» **Saved entries**
★ ★ ★ ★ ★

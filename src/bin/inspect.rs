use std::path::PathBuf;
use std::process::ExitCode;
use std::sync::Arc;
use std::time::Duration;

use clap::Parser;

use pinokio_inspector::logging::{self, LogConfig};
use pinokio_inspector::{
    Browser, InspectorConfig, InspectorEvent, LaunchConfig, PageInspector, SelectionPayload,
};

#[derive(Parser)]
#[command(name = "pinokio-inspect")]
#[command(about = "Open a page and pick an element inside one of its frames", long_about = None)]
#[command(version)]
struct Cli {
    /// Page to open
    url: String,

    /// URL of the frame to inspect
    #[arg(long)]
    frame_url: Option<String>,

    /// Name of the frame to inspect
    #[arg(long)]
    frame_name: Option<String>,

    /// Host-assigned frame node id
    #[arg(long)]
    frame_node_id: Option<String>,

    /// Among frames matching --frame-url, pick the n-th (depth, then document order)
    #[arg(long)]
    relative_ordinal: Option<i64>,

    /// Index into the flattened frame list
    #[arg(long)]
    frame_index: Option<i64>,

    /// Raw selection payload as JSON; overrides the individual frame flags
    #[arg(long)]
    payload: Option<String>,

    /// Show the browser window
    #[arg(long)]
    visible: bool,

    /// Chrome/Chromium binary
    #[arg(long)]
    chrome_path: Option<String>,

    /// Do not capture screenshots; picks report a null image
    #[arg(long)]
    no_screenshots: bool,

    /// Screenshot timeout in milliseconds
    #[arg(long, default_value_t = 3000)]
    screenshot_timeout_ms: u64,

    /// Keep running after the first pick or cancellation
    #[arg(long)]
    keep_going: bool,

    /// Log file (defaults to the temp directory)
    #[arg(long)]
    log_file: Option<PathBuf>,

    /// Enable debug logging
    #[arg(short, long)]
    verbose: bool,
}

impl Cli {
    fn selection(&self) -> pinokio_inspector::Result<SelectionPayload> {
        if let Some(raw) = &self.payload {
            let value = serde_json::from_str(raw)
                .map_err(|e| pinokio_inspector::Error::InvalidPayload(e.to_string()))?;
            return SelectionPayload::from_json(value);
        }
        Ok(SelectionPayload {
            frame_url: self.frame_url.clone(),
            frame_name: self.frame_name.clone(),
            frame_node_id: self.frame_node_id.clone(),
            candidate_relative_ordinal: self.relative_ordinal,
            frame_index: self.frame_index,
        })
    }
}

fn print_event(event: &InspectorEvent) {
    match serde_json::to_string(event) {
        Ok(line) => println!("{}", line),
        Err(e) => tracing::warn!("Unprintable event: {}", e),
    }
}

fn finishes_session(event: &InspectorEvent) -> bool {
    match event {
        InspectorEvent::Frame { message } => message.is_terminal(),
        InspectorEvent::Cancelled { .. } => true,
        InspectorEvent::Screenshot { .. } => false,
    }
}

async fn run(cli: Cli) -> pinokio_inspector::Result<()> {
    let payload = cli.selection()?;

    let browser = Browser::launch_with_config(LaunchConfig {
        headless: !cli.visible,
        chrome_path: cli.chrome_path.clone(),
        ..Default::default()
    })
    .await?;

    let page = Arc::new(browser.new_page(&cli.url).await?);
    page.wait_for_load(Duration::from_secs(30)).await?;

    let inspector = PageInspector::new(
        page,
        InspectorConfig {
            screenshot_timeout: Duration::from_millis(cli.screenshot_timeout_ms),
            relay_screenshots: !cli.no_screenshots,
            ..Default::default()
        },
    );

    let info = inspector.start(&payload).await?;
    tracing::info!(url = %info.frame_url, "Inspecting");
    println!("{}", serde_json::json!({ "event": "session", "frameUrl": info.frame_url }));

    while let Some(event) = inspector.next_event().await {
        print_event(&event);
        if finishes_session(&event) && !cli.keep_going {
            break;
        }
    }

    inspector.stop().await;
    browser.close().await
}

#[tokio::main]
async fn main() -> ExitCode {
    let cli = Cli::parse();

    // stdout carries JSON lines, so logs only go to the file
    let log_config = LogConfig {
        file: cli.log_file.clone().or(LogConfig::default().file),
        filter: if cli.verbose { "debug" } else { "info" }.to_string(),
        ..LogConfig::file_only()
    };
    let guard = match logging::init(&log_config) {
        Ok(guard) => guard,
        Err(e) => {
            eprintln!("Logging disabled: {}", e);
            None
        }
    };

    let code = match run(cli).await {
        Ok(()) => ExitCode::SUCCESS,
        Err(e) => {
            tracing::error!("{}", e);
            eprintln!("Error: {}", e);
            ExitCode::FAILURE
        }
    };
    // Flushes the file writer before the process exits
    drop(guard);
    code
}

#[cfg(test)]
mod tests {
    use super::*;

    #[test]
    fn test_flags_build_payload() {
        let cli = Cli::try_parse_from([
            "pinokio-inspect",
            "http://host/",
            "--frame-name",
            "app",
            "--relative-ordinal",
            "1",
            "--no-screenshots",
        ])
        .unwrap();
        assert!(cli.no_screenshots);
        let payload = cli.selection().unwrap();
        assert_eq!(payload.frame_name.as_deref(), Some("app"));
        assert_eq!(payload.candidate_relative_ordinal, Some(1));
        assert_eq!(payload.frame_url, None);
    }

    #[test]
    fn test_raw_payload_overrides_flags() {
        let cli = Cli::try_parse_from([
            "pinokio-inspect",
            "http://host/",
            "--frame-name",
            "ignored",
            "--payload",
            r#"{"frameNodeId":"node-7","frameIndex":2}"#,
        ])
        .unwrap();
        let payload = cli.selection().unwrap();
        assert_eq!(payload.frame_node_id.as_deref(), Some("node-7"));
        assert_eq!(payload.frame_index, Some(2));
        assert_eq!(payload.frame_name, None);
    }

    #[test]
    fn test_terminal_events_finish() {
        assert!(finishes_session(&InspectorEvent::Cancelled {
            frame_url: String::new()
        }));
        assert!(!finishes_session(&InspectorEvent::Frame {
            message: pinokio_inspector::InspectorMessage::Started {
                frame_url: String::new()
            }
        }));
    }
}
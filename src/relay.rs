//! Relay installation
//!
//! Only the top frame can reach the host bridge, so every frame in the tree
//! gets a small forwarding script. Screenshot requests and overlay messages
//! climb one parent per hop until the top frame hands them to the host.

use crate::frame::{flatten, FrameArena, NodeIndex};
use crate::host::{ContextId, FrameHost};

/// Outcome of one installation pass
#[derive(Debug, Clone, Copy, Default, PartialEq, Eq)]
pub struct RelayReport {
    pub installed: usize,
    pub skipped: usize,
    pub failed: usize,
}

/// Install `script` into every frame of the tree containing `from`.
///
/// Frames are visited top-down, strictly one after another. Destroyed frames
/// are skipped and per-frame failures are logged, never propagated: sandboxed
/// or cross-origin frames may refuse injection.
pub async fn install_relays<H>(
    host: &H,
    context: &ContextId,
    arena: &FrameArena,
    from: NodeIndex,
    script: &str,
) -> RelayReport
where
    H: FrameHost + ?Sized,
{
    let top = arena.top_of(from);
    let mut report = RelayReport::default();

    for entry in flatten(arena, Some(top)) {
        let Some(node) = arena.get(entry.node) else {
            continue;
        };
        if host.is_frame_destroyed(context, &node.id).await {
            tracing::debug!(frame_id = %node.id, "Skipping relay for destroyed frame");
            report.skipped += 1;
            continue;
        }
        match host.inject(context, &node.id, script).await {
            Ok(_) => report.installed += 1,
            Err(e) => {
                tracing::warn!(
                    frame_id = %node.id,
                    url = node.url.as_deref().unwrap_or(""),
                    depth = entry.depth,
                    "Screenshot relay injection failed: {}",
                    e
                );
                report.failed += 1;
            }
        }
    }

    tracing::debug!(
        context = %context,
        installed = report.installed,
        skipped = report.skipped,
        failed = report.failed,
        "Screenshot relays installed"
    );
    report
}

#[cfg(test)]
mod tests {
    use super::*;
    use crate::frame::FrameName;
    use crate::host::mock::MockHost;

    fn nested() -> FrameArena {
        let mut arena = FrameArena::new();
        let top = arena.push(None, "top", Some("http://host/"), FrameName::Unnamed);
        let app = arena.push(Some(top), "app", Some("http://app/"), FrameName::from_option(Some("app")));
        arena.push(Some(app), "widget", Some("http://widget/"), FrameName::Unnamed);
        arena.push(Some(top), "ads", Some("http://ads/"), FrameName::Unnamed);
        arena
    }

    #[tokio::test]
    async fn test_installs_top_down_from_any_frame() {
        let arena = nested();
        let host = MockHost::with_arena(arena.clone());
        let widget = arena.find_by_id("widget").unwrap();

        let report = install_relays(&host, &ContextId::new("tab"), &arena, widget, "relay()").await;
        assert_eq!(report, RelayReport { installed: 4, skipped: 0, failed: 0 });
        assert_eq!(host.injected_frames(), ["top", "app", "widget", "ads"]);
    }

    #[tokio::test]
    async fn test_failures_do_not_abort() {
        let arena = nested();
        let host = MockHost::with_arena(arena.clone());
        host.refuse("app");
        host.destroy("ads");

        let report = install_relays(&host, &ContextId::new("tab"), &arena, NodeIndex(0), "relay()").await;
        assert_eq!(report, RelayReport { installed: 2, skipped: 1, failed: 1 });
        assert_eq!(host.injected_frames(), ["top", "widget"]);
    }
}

★ ★ ★ ★ ★

» **Problem**
In the records above, how many lines include "ContextId"? Give that number and nothing more.

» **Task response**
4